Cut out Amazon. Quit facebook and twitter. What else, though? If the mighty dollar reigns supreme, and I wanna vote with my spending, what small steps can the average person make to disrupt the patterns of the nihilistic ego tripping energy vampires who are willing to burn it all down so they can live forever?
Went from Design Home Game to Cozee, switched from Amazon to Chewy for cat supplies, next phone will be a Pixel, and I can’t say the other
Slow tech. I recently transferred my music library from my laptop (mostly ripped CDs) to my phone. Love having offline access to my music. Listening to entire albums. Not paying money to Spotify that shills for ICE and is ripping off artists by creating AI music.
Going to buy a cd player and/or cd-rom and buy more CDs, or buy digital albums directly from artists.
A lot of people are buying iPods to do something similar, but your phone will do the same thing if you just remove the streaming apps.
I vote for listening to full albums as well.
As a youngster I used to have a massive playlist, only my favorite songs on it… These days I only listen to full albums, bad/weak songs and all. Its so much better. I’ve realised that a lot of the “bad” songs that I didn’t want to listen to as a youth, are not that bad actually.
I think there’s something to this. Even if the album isn’t great, simply sitting with it and experiencing it is instructive.
It’s strange to think, but in the late 90s, albums were a bit of a cynical play. “I like this band or performer, let me get all that they have to give. I will spend $20+ on an album where a $5+ single might have given me the best they had to give.”
Which is not a knock against the concept album. I quite like those. The Who; or more recently The Mars Volta.
But wrapping around to my point about slow tech — if you put an album in a CD player and listen to it start-to-finish — has something been gained? I would say yes. This is what the performer wanted you to hear. Good or bad.
I spent a lot of the pandemic learning about farm boxes and local produce. Now I spend most of my grocery money on local produce and whatever the farmer’s market has available. I try to pay cash everywhere they will take it because tech bros get money for most wireless transactions nowadays.
Costco has been the great balancer.
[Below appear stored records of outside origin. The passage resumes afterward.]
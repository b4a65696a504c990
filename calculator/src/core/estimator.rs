//! Yearly household emission estimates.
//!
//! Transport, diet and waste are household figures. Electricity is divided by
//! the household size before it is added to the total, so the total mixes
//! per-person and per-household units. Keep that asymmetry: stored histories
//! and the backend rely on these exact numbers.

use tracing::debug;

use crate::config::calculator_config::CalculatorConfig;
use crate::config::emission_factors::{EmissionFactors, LevelThresholds};
use crate::models::breakdown::{EmissionBreakdown, EmissionLevel};
use crate::models::input::EmissionInput;

/// Estimator context, built per session from configuration.
#[derive(Debug, Clone, Default)]
pub struct EmissionCalculator {
    factors: EmissionFactors,
    levels: LevelThresholds,
}

impl EmissionCalculator {
    pub fn new(factors: EmissionFactors, levels: LevelThresholds) -> Self {
        Self { factors, levels }
    }

    pub fn from_config(config: &CalculatorConfig) -> Self {
        Self::new(config.factors.clone(), config.levels.clone())
    }

    pub fn transport_emissions(&self, input: &EmissionInput) -> f64 {
        let f = &self.factors;
        let car = input.car_km_per_week * f.weeks_per_year * f.car_factor(input.transport_mode);
        let public = input.public_transport_km_per_week * f.weeks_per_year * f.transport.public_transport;
        let flight_km = input.flight_hours_per_year * f.transport.flight_speed_kmh;
        let flights = flight_km * f.transport.flight;

        car + public + flights
    }

    pub fn electricity_emissions(&self, input: &EmissionInput) -> f64 {
        let f = &self.factors;
        let household = input.electricity_kwh_per_month
            * f.months_per_year
            * f.electricity.grid_intensity
            * f.renewable_factor(input.renewable_share);

        household / input.household_divisor()
    }

    pub fn diet_emissions(&self, input: &EmissionInput) -> f64 {
        self.factors.diet_emissions(input.diet_type)
    }

    pub fn waste_emissions(&self, input: &EmissionInput) -> f64 {
        input.waste_kg_per_week * self.factors.weeks_per_year * self.factors.waste
    }

    pub fn compute(&self, input: &EmissionInput) -> EmissionBreakdown {
        let transport = self.transport_emissions(input);
        let electricity = self.electricity_emissions(input);
        let diet = self.diet_emissions(input);
        let waste = self.waste_emissions(input);

        let total = transport + electricity + diet + waste;
        let per_capita = total / input.household_divisor();
        let level = self.levels.classify(per_capita);

        debug!(transport, electricity, diet, waste, total, per_capita, level = %level, "Computed footprint");

        EmissionBreakdown {
            transport,
            electricity,
            diet,
            waste,
            total,
            per_capita,
            level,
        }
    }
}

/// Computes a breakdown with the default (Kenya) factors.
pub fn compute(input: &EmissionInput) -> EmissionBreakdown {
    EmissionCalculator::default().compute(input)
}

/// Classifies a per-capita figure with the default thresholds.
pub fn classify(per_capita: f64) -> EmissionLevel {
    LevelThresholds::default().classify(per_capita)
}

#[cfg(test)]
mod tests {
    use super::*;
    use crate::models::input::{DietType, RenewableShare, TransportMode};
    use std::collections::HashMap;

    const EPSILON: f64 = 1e-9;

    fn assert_close(actual: f64, expected: f64) {
        assert!(
            (actual - expected).abs() < EPSILON,
            "expected {expected}, got {actual}"
        );
    }

    fn reference_input() -> EmissionInput {
        EmissionInput {
            transport_mode: TransportMode::Petrol,
            car_km_per_week: 20.0,
            public_transport_km_per_week: 0.0,
            flight_hours_per_year: 0.0,
            electricity_kwh_per_month: 200.0,
            renewable_share: RenewableShare::None,
            diet_type: DietType::MeatMedium,
            waste_kg_per_week: 10.0,
            household_size: 2,
        }
    }

    #[test]
    fn reference_household() {
        let breakdown = compute(&reference_input());

        assert_close(breakdown.transport, 124.8);
        assert_close(breakdown.electricity, 600.0);
        assert_close(breakdown.diet, 2000.0);
        assert_close(breakdown.waste, 260.0);
        assert_close(breakdown.total, 2984.8);
        assert_close(breakdown.per_capita, 1492.4);
        assert_eq!(breakdown.level, EmissionLevel::Low);
    }

    #[test]
    fn total_is_exact_sum_of_categories() {
        let modes = [
            TransportMode::Petrol,
            TransportMode::Diesel,
            TransportMode::Hybrid,
            TransportMode::Electric,
            TransportMode::None,
        ];
        let shares = [RenewableShare::None, RenewableShare::Some, RenewableShare::Most, RenewableShare::All];

        for (i, mode) in modes.iter().enumerate() {
            for (j, share) in shares.iter().enumerate() {
                let input = EmissionInput {
                    transport_mode: *mode,
                    car_km_per_week: 13.7 * i as f64,
                    public_transport_km_per_week: 3.3,
                    flight_hours_per_year: 1.5 * j as f64,
                    electricity_kwh_per_month: 97.1,
                    renewable_share: *share,
                    diet_type: DietType::MeatHeavy,
                    waste_kg_per_week: 2.9,
                    household_size: 3,
                };
                let b = compute(&input);
                assert_eq!(b.total, b.transport + b.electricity + b.diet + b.waste);
                assert_eq!(b.per_capita, b.total / 3.0);
            }
        }
    }

    #[test]
    fn transport_components() {
        let input = EmissionInput {
            transport_mode: TransportMode::Diesel,
            car_km_per_week: 100.0,
            public_transport_km_per_week: 50.0,
            flight_hours_per_year: 10.0,
            ..EmissionInput::default()
        };
        // 100*52*0.13 + 50*52*0.05 + 10*800*0.2
        assert_close(compute(&input).transport, 676.0 + 130.0 + 1600.0);
    }

    #[test]
    fn no_car_ignores_car_distance() {
        let input = EmissionInput {
            transport_mode: TransportMode::None,
            car_km_per_week: 500.0,
            ..EmissionInput::default()
        };
        assert_eq!(compute(&input).transport, 0.0);
    }

    #[test]
    fn only_electricity_is_divided_by_household() {
        let single = EmissionInput {
            transport_mode: TransportMode::Petrol,
            car_km_per_week: 50.0,
            electricity_kwh_per_month: 300.0,
            waste_kg_per_week: 5.0,
            ..EmissionInput::default()
        };
        let family = EmissionInput { household_size: 4, ..single.clone() };

        let a = compute(&single);
        let b = compute(&family);
        assert_eq!(a.transport, b.transport);
        assert_eq!(a.diet, b.diet);
        assert_eq!(a.waste, b.waste);
        assert_close(b.electricity, a.electricity / 4.0);
        assert_close(b.per_capita, b.total / 4.0);
    }

    #[test]
    fn renewable_share_scales_electricity() {
        let base = EmissionInput { electricity_kwh_per_month: 100.0, ..EmissionInput::default() };
        let expected = [
            (RenewableShare::None, 600.0),
            (RenewableShare::Some, 420.0),
            (RenewableShare::Most, 180.0),
            (RenewableShare::All, 60.0),
        ];
        for (share, kg) in expected {
            let input = EmissionInput { renewable_share: share, ..base.clone() };
            assert_close(compute(&input).electricity, kg);
        }
    }

    #[test]
    fn unknown_form_choices_use_fallback_factors() {
        let mut form = HashMap::new();
        form.insert("diet_type".to_string(), "fruitarian".to_string());
        form.insert("renewable_energy".to_string(), "partly".to_string());
        form.insert("electricity_kwh".to_string(), "100".to_string());

        let breakdown = compute(&EmissionInput::from_form(&form));
        assert_eq!(breakdown.diet, 2000.0);
        assert_close(breakdown.electricity, 100.0 * 12.0 * 0.5 * 1.0);
    }

    #[test]
    fn diet_constants() {
        let cases = [
            (DietType::Vegetarian, 1000.0),
            (DietType::MeatLight, 1500.0),
            (DietType::MeatMedium, 2000.0),
            (DietType::MeatHeavy, 3000.0),
        ];
        for (diet, kg) in cases {
            let input = EmissionInput { diet_type: diet, ..EmissionInput::default() };
            assert_eq!(compute(&input).diet, kg);
        }
    }

    #[test]
    fn classification_boundaries_are_half_open() {
        assert_eq!(classify(0.0), EmissionLevel::Low);
        assert_eq!(classify(1999.99), EmissionLevel::Low);
        assert_eq!(classify(2000.0), EmissionLevel::Moderate);
        assert_eq!(classify(4999.99), EmissionLevel::Moderate);
        assert_eq!(classify(5000.0), EmissionLevel::High);
        assert_eq!(classify(9999.99), EmissionLevel::High);
        assert_eq!(classify(10000.0), EmissionLevel::VeryHigh);
        assert_eq!(classify(1e9), EmissionLevel::VeryHigh);
    }

    #[test]
    fn custom_factors_are_used() {
        let mut factors = EmissionFactors::default();
        factors.electricity.grid_intensity = 0.25;
        let calculator = EmissionCalculator::new(factors, LevelThresholds::default());

        let input = EmissionInput { electricity_kwh_per_month: 100.0, ..EmissionInput::default() };
        assert_close(calculator.compute(&input).electricity, 300.0);
    }

    #[test]
    fn zero_household_size_is_guarded() {
        let input = EmissionInput { household_size: 0, electricity_kwh_per_month: 10.0, ..EmissionInput::default() };
        let breakdown = compute(&input);
        assert!(breakdown.per_capita.is_finite());
        assert!(breakdown.electricity.is_finite());
        assert_eq!(breakdown.per_capita, breakdown.total);
    }
}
It is quite progressive for a public company and supports DEI policies. It also has just about anything you can want. I bought my car through Costco and I use the Costco credit card. For all things there are alternatives to tech bros.
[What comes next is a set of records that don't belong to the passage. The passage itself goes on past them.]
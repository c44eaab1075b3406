// Copyright (C) 2025 SyncMyOrders Sp. z o.o.
// SPDX-License-Identifier: AGPL-3.0-or-later
//! Error rule sets of the DB instance step families.

use once_cell::sync::Lazy;
use rds_handler_common::{DEFAULT_ERROR_RULE_SET, ErrorRuleSet, ErrorStatus, HandlerErrorCode};

pub const DB_INSTANCE_NOT_FOUND: &str = "DBInstanceNotFound";
pub const DB_CLUSTER_NOT_FOUND: &str = "DBClusterNotFoundFault";
pub const INVALID_DB_INSTANCE_STATE: &str = "InvalidDBInstanceState";

pub static DEFAULT_DB_INSTANCE_ERROR_RULE_SET: Lazy<ErrorRuleSet> = Lazy::new(|| {
    DEFAULT_ERROR_RULE_SET
        .extend()
        .with_codes(
            &[DB_INSTANCE_NOT_FOUND, "DBInstanceNotFoundFault", DB_CLUSTER_NOT_FOUND],
            ErrorStatus::Fail(HandlerErrorCode::NotFound),
        )
        .with_codes(
            &["DBInstanceAlreadyExists", "DBInstanceAlreadyExistsFault"],
            ErrorStatus::Fail(HandlerErrorCode::AlreadyExists),
        )
        .with_codes(
            &[INVALID_DB_INSTANCE_STATE, "InvalidDBClusterStateFault"],
            ErrorStatus::Fail(HandlerErrorCode::Conflict),
        )
        .with_codes(
            &[
                "DBSubnetGroupNotFoundFault",
                "DBParameterGroupNotFound",
                "OptionGroupNotFoundFault",
                "DBSecurityGroupNotFound",
                "InvalidSubnet",
                "StorageTypeNotSupported",
                "InvalidVPCNetworkStateFault",
            ],
            ErrorStatus::Fail(HandlerErrorCode::InvalidRequest),
        )
        .with_codes(
            &["KMSKeyNotAccessibleFault"],
            ErrorStatus::Fail(HandlerErrorCode::AccessDenied),
        )
        .build()
});

pub static MODIFY_DB_INSTANCE_ERROR_RULE_SET: Lazy<ErrorRuleSet> = Lazy::new(|| {
    DEFAULT_DB_INSTANCE_ERROR_RULE_SET
        .extend()
        .with_message(
            "InvalidParameterCombination",
            "No modifications were requested",
            ErrorStatus::Ignore,
        )
        .with_codes(
            &["InvalidDBSecurityGroupState"],
            ErrorStatus::Fail(HandlerErrorCode::InvalidRequest),
        )
        .build()
});

pub static REBOOT_DB_INSTANCE_ERROR_RULE_SET: Lazy<ErrorRuleSet> = Lazy::new(|| {
    DEFAULT_DB_INSTANCE_ERROR_RULE_SET
        .extend()
        .with_message(INVALID_DB_INSTANCE_STATE, "is rebooting", ErrorStatus::Ignore)
        .build()
});

pub static ADD_ASSOCIATED_ROLES_ERROR_RULE_SET: Lazy<ErrorRuleSet> = Lazy::new(|| {
    DEFAULT_DB_INSTANCE_ERROR_RULE_SET
        .extend()
        .with_codes(&["DBInstanceRoleAlreadyExists"], ErrorStatus::Ignore)
        .with_codes(
            &["DBInstanceRoleQuotaExceeded"],
            ErrorStatus::Fail(HandlerErrorCode::InvalidRequest),
        )
        .build()
});

pub static REMOVE_ASSOCIATED_ROLES_ERROR_RULE_SET: Lazy<ErrorRuleSet> = Lazy::new(|| {
    DEFAULT_DB_INSTANCE_ERROR_RULE_SET
        .extend()
        .with_codes(&["DBInstanceRoleNotFound"], ErrorStatus::Ignore)
        .build()
});

pub static BACKUP_REPLICATION_ERROR_RULE_SET: Lazy<ErrorRuleSet> = Lazy::new(|| {
    DEFAULT_DB_INSTANCE_ERROR_RULE_SET
        .extend()
        .with_codes(&["DBInstanceAutomatedBackupNotFound"], ErrorStatus::Ignore)
        .with_codes(
            &["DBInstanceAutomatedBackupQuotaExceeded"],
            ErrorStatus::Fail(HandlerErrorCode::InvalidRequest),
        )
        .build()
});

pub static DELETE_DB_INSTANCE_ERROR_RULE_SET: Lazy<ErrorRuleSet> = Lazy::new(|| {
    DEFAULT_DB_INSTANCE_ERROR_RULE_SET
        .extend()
        .with_message(
            INVALID_DB_INSTANCE_STATE,
            "is already being deleted",
            ErrorStatus::Ignore,
        )
        .with_codes(
            &["DBSnapshotAlreadyExists"],
            ErrorStatus::Fail(HandlerErrorCode::AlreadyExists),
        )
        .build()
});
VPN, private DNS, no amazon or x or any of that trash. Open source if possible. Fediverse.
Its really not hard. The hard part is getting the normies off it. They’re purely addicted to slop.
Linux, fediverse, signal, matrix, self-hosting services like Jellyfin and Gittea, minimizing subscription services as much as possible, embrace physical media and retro gaming, touch grass, etc.
You would be amazed how much free and open technology you personally have access to, even on modest used hardware running out of your home.
Was never a problem.
Build and self-host stuff I don’t want to pay for.
Realise that you have a skill set, that you get paid for.
Literally touch grass, deal with normies.
Bang chicks, cause I can boost their social profile.
My thing is, is that it isn’t so much about the things I use rather than what these platforms expect me to be which is a good capitalist doggy. One that feels the need to always CONSOOOM, at any given time. I’m not really about that, for I value what money I get. So I go out and thrift, I don’t subscribe to twenty different subscription services. I don’t just buy things for the sake of buying.
It’s all a big mental game.
Lead a simple modest life.
Fuck all the globalisation and the fomo and the terminally online. You family and freinds and maybe your neighbours, that’s what matters. That’s what influences you personally the most.